The Story
Why it exists.
The beginning
Spring in Damascus arrives differently than elsewhere. The city softens. Streets that have seen millennia of history carry something gentler in the air, floral, alive, brief. Scent of Paradise is Jorge Lee's attempt to hold that moment. Released in 2018 as part of Alghabra's Damascus Collection, the fragrance translates the spirit of a city known for ancient markets and old stones into something wearable. Bergamot and fruit open the composition bright and immediate, the olfactory equivalent of morning light on whitewashed walls. But Lee built in a turn. The heart introduces powdery iris and rose, pulling the fragrance away from the expected citrus trajectory into something more ambiguous, more interesting. The base anchors everything in warm musk and sandalwood, a quiet landing that invites the wearer back to themselves. This is not a fragrance that shouts. It unfolds.

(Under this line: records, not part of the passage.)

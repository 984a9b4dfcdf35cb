use anyhow::{bail, Context, Result};
use rusqlite::{params, Connection, OpenFlags};
use std::path::Path;
use tracing::info;

pub const DEFAULT_TIMESTAMP: &str = "(cast(strftime('%s','now') as int))";

/// Offset added to the schema version stored in `PRAGMA user_version`, so that
/// a database created by another tool is never mistaken for one of ours.
pub const BASE_DB_VERSION: usize = 71000;

#[macro_export]
macro_rules! sqlite_column {
    ($name:expr, $sql_type:expr $(, $field:ident = $value:expr)*) => {
        {
            #[allow(unused_mut)]
            let mut column = Column {
                name: $name,
                sql_type: $sql_type,
                is_primary_key: false,
                non_null: false,
                is_unique: false,
                default_value: None,
            };
            $(
                column.$field = $value;
            )*
            column
        }
    };
}

#[derive(Debug, PartialEq, Eq, Clone, Copy)]
pub enum SqlType {
    Text,
    Integer,
    Real,
    Blob,
}

impl SqlType {
    fn as_sql(&self) -> &'static str {
        match self {
            SqlType::Text => "TEXT",
            SqlType::Integer => "INTEGER",
            SqlType::Real => "REAL",
            SqlType::Blob => "BLOB",
        }
    }

    fn from_sql(s: &str) -> Option<Self> {
        match s {
            "TEXT" => Some(SqlType::Text),
            "INTEGER" => Some(SqlType::Integer),
            "REAL" => Some(SqlType::Real),
            "BLOB" => Some(SqlType::Blob),
            _ => None,
        }
    }
}

pub struct Column {
    pub name: &'static str,
    pub sql_type: &'static SqlType,
    pub is_primary_key: bool,
    pub non_null: bool,
    pub is_unique: bool,
    pub default_value: Option<&'static str>,
}

pub struct Table {
    pub name: &'static str,
    pub columns: &'static [Column],
    pub indices: &'static [(&'static str, &'static str)],
}

impl Table {
    pub fn create(&self, conn: &Connection) -> Result<()> {
        let columns_sql = self
            .columns
            .iter()
            .map(|column| {
                let mut sql = format!("{} {}", column.name, column.sql_type.as_sql());
                if column.is_primary_key {
                    sql.push_str(" PRIMARY KEY");
                }
                if column.non_null {
                    sql.push_str(" NOT NULL");
                }
                if column.is_unique {
                    sql.push_str(" UNIQUE");
                }
                if let Some(default_value) = column.default_value {
                    sql.push_str(&format!(" DEFAULT {}", default_value));
                }
                sql
            })
            .collect::<Vec<_>>()
            .join(", ");

        conn.execute(
            &format!("CREATE TABLE {} ({});", self.name, columns_sql),
            params![],
        )?;

        for (index_name, columns) in self.indices {
            conn.execute(
                &format!("CREATE INDEX {} ON {}({});", index_name, self.name, columns),
                params![],
            )?;
        }
        Ok(())
    }

    fn validate(&self, conn: &Connection) -> Result<()> {
        struct ActualColumn {
            name: String,
            sql_type: Option<SqlType>,
            non_null: bool,
            default_value: Option<String>,
            is_primary_key: bool,
        }

        let mut stmt = conn.prepare(&format!("PRAGMA table_info({});", self.name))?;
        let actual_columns = stmt
            .query_map(params![], |row| {
                Ok(ActualColumn {
                    name: row.get(1)?,
                    sql_type: SqlType::from_sql(&row.get::<_, String>(2)?),
                    non_null: row.get::<_, i32>(3)? == 1,
                    default_value: row.get(4)?,
                    is_primary_key: row.get::<_, i32>(5)? == 1,
                })
            })?
            .collect::<rusqlite::Result<Vec<_>>>()?;

        if actual_columns.len() != self.columns.len() {
            bail!(
                "Table {} has {} columns, expected {}. Found: {}, expected: {}",
                self.name,
                actual_columns.len(),
                self.columns.len(),
                actual_columns
                    .iter()
                    .map(|c| c.name.as_str())
                    .collect::<Vec<_>>()
                    .join(", "),
                self.columns
                    .iter()
                    .map(|c| c.name)
                    .collect::<Vec<_>>()
                    .join(", ")
            );
        }

        for (actual, expected) in actual_columns.iter().zip(self.columns.iter()) {
            if actual.name != expected.name {
                bail!(
                    "Table {} column name mismatch: expected {}, got {}",
                    self.name,
                    expected.name,
                    actual.name
                );
            }
            if actual.sql_type.as_ref() != Some(expected.sql_type) {
                bail!(
                    "Table {} column {} type mismatch: expected {:?}, got {:?}",
                    self.name,
                    expected.name,
                    expected.sql_type,
                    actual.sql_type
                );
            }
            if actual.non_null != expected.non_null {
                bail!(
                    "Table {} column {} non-null mismatch: expected {}, got {}",
                    self.name,
                    expected.name,
                    expected.non_null,
                    actual.non_null
                );
            }
            // SQLite may report defaults wrapped in parentheses
            if actual.default_value.as_deref().map(strip_parentheses)
                != expected.default_value.map(strip_parentheses)
            {
                bail!(
                    "Table {} column {} default value mismatch: expected {:?}, got {:?}",
                    self.name,
                    expected.name,
                    expected.default_value,
                    actual.default_value
                );
            }
            if actual.is_primary_key != expected.is_primary_key {
                bail!(
                    "Table {} column {} primary key mismatch: expected {}, got {}",
                    self.name,
                    expected.name,
                    expected.is_primary_key,
                    actual.is_primary_key
                );
            }
        }

        for (index_name, _) in self.indices {
            let exists = conn
                .query_row(
                    "SELECT 1 FROM sqlite_master WHERE type='index' AND name=?1 AND tbl_name=?2",
                    params![index_name, self.name],
                    |_| Ok(true),
                )
                .unwrap_or(false);
            if !exists {
                bail!("Table {} is missing index '{}'", self.name, index_name);
            }
        }

        let unique_columns = self.unique_single_columns(conn)?;
        for column in self.columns.iter().filter(|c| c.is_unique) {
            if !unique_columns.iter().any(|name| name == column.name) {
                bail!(
                    "Table {} is missing unique constraint on column {}",
                    self.name,
                    column.name
                );
            }
        }

        Ok(())
    }

    /// Names of the columns covered by a single-column unique index.
    fn unique_single_columns(&self, conn: &Connection) -> Result<Vec<String>> {
        let mut stmt = conn.prepare(&format!("PRAGMA index_list({})", self.name))?;
        let unique_indices: Vec<String> = stmt
            .query_map([], |row| Ok((row.get::<_, String>(1)?, row.get::<_, i32>(2)?)))?
            .filter_map(|r| r.ok())
            .filter(|(_, is_unique)| *is_unique == 1)
            .map(|(name, _)| name)
            .collect();

        let mut columns = Vec::new();
        for index_name in unique_indices {
            let mut idx_stmt = conn.prepare(&format!("PRAGMA index_info({})", index_name))?;
            let index_columns: Vec<String> = idx_stmt
                .query_map([], |row| row.get::<_, String>(2))?
                .filter_map(|r| r.ok())
                .collect();
            if let [single] = index_columns.as_slice() {
                columns.push(single.clone());
            }
        }
        Ok(columns)
    }
}

pub struct VersionedSchema {
    pub version: usize,
    pub tables: &'static [Table],
    pub migration: Option<fn(&Connection) -> Result<()>>,
}

fn strip_parentheses(s: &str) -> String {
    if s.starts_with('(') && s.ends_with(')') {
        s[1..s.len() - 1].to_string()
    } else {
        s.to_string()
    }
}

impl VersionedSchema {
    pub fn create(&self, conn: &Connection) -> Result<()> {
        for table in self.tables {
            table.create(conn)?;
        }
        conn.execute(
            &format!("PRAGMA user_version = {}", BASE_DB_VERSION + self.version),
            [],
        )?;
        Ok(())
    }

    pub fn validate(&self, conn: &Connection) -> Result<()> {
        for table in self.tables {
            table.validate(conn)?;
        }
        Ok(())
    }
}

/// Open (or create) a SQLite database managed by a list of versioned schemas.
///
/// A new file gets the latest schema. An existing file must carry a known
/// version; it is validated against that version and then migrated forward.
pub fn open_versioned<P: AsRef<Path>>(
    db_path: P,
    schemas: &'static [VersionedSchema],
    label: &str,
) -> Result<Connection> {
    let db_path = db_path.as_ref();
    let latest = schemas.last().context("No schemas defined")?;

    if !db_path.exists() {
        let conn = Connection::open(db_path)
            .with_context(|| format!("Failed to create {} database at {:?}", label, db_path))?;
        latest.create(&conn)?;
        info!("Created new {} database at {:?}", label, db_path);
        return Ok(conn);
    }

    let conn = Connection::open_with_flags(
        db_path,
        OpenFlags::SQLITE_OPEN_READ_WRITE
            | OpenFlags::SQLITE_OPEN_URI
            | OpenFlags::SQLITE_OPEN_NO_MUTEX,
    )
    .with_context(|| format!("Failed to open {} database at {:?}", label, db_path))?;

    let stored_version = conn
        .query_row("PRAGMA user_version;", [], |row| row.get::<usize, i64>(0))
        .context("Failed to read database version")?
        - BASE_DB_VERSION as i64;

    if stored_version < 0 {
        bail!(
            "{} database at {:?} was not created by this service (version offset {})",
            label,
            db_path,
            stored_version
        );
    }
    let version = stored_version as usize;
    if version >= schemas.len() {
        bail!(
            "{} database version {} is too new (max supported: {})",
            label,
            version,
            schemas.len() - 1
        );
    }

    schemas[version].validate(&conn)?;

    if version < latest.version {
        info!(
            "Migrating {} database from version {} to {}",
            label, version, latest.version
        );
        for schema in schemas.iter().skip(version + 1) {
            if let Some(migration) = schema.migration {
                migration(&conn)?;
            }
        }
        conn.execute(
            &format!("PRAGMA user_version = {}", BASE_DB_VERSION + latest.version),
            [],
        )?;
    }

    Ok(conn)
}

The choice to structure Scent of Paradise around bergamot and fruity notes, then introduce powdery iris as the heart, is unusual for a citrus-fruity fragrance. Most compositions in this family stay bright and linear, the opening and the drydown read similarly. This one doesn't. The bergamot-fruity opening is immediate and confident, but the real story arrives when the iris emerges and the florals take over. That mid-wear shift, from citrus brightness to powdery softness, is where the fragrance earns its name. The ambiguity isn't accidental. It's the point. A spring day in Damascus shifts from crisp morning air to warm afternoon bloom to evening stillness.
The evolution
The opening hits clean, bergamot and fruit, bright and citrusy. Think of the first breath after stepping out of an old souk into morning light. That clarity lasts thirty minutes, maybe forty-five on most skin. Then the hand-off. Iris arrives, powdery and slightly metallic, followed by rose and lavender settling in together. The citrus fades but doesn't disappear, it becomes a memory rather than a statement. This is the phase that divides people. Some want the brightness back. Others find the powdery floral heart more interesting than anything the opening offered. The drydown belongs to musk, amber, and sandalwood. Warm, grounded, close to the skin. After eight hours, the sandalwood lingers as a skin scent, intimate rather than announced. On fabric, the drydown extends further, holding moderate sillage for the first few hours before becoming something only the wearer notices. The full arc runs eight to ten hours on most skin types.
Cultural impact
Scent of Paradise drew attention for its unusual structure within the citrus-fruity category, most fragrances in this family stay bright and linear, but this one shifts character mid-wear. Community reviews on enthusiasts and the community show strong opinions split between those who prefer the powdery floral heart and those who want the citrus opening back. The fragrance is frequently compared to Silver Mountain Water by Creed, though wearers note that Scent of Paradise heads in a different direction once the heart develops. It's the kind of fragrance that invites conversation about what a citrus-fruity composition can actually do, and that conversation is still happening.